Even before the news that treated tailings water could be released, Smith’s Landing First Nation Chief Gerry Cheezie stated his opposition to “the environmental pollution that’s coming out of the oil sands projects and the lack of federal or provincial response.”
The news reported that the federal government’s regulations, which Cabin Radio has not seen, would require that released water meet a certain standard but not necessarily be clean enough to drink.

The Fort McKay First Nation, which is surrounded by 20 tailings ponds, told the broadcaster that it does not want to “swap one environmental liability. Which is the tailings ponds at the point, for other, which could be deterioration of the rate of the water in the Athabasca River and downstream.”
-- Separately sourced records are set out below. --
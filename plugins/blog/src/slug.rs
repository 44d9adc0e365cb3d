//! Slug rules and preview links.

use std::sync::LazyLock;

use postwright_kernel::BlogConfig;
use postwright_sdk::types::Post;
use regex::Regex;
use serde::Serialize;

/// Letters, digits, dashes, underscores and slashes.
///
/// # Panics
///
/// Panics if the hard-coded regex literal is invalid (impossible in practice).
#[allow(clippy::expect_used)]
static SLUG_PATTERN: LazyLock<Regex> =
    LazyLock::new(|| Regex::new(r"^[A-Za-z0-9_\-/]+$").expect("valid regex literal"));

/// Check a slug against the `alpha_dash_or_slash` rule.
pub fn is_valid_slug(slug: &str) -> bool {
    SLUG_PATTERN.is_match(slug)
}

/// What the list and detail views show in place of the slug.
#[derive(Debug, Clone, PartialEq, Eq, Serialize)]
pub struct SlugPreview {
    pub path: String,
    /// Page URL including the preview token. None without a page base URL.
    pub url: Option<String>,
    pub action_label: &'static str,
}

/// Build the slug preview for a post.
///
/// The preview token of a child draft takes precedence over the post's own.
pub fn preview(post: &Post, config: &BlogConfig) -> SlugPreview {
    let token = if post.has_child_draft {
        post.child_draft_token
    } else {
        post.preview_token
    };

    let url = config.page_base_url.as_deref().map(|base| {
        let mut url = format!(
            "{}/{}",
            base.trim_end_matches('/'),
            post.slug.trim_start_matches('/')
        );
        if let Some(token) = token {
            url.push_str(&format!("?preview={token}"));
        }
        url
    });

    let action_label = if post.is_draft { "View draft" } else { "View" };

    SlugPreview {
        path: post.slug.clone(),
        url,
        action_label,
    }
}
//! Content block module.
//!
//! This module provides:
//! - BlockTypeRegistry: block type definitions, frozen process-wide after startup
//! - field_kinds: per-kind value checks and normalization
//! - ContentComposer: decode/encode of the flat representation and publish validation
//! - related: related-post option building

pub mod block_types;
pub mod composer;
pub mod field_kinds;
pub mod related;

pub use block_types::{BlockTypeDefinition, BlockTypeRegistry, global, install};
pub use composer::{BlockInstance, ContentComposer};
pub use related::{build_related_post_options, normalize_related_post_ids};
In the NWT legislature on Tuesday, environment minister Shane Thompson stated that his staff was in “back and forth dialogues” with federal and Alberta counterparts.
“We’re not supportive of this now or in the future,” Thompson said when asked for a territorial government response to the reported federal plan by Frame Lake MLA Kevin O’Reilly. “This has been a long-standing problem for our Indigenous governments across the territories, from the Beau Del to Fort Smith.”
They have been heard. We are aware of the concerns. We’re collaborating with them within the framework of the system we have in place right now.”
The Northwest Territories and Alberta have a transboundary water agreement that governs water that eventually flows downstream into the territory.
The NWT government stated at the time of the agreement’s signing in 2015 that it would “provide certainty” and “better ensure waters flowing into the NWT will remain substantially unaltered in quality.”
However, while the agreement commits Alberta to notify the NWT when it plans changes to the way its water is governed, it excludes the federal government.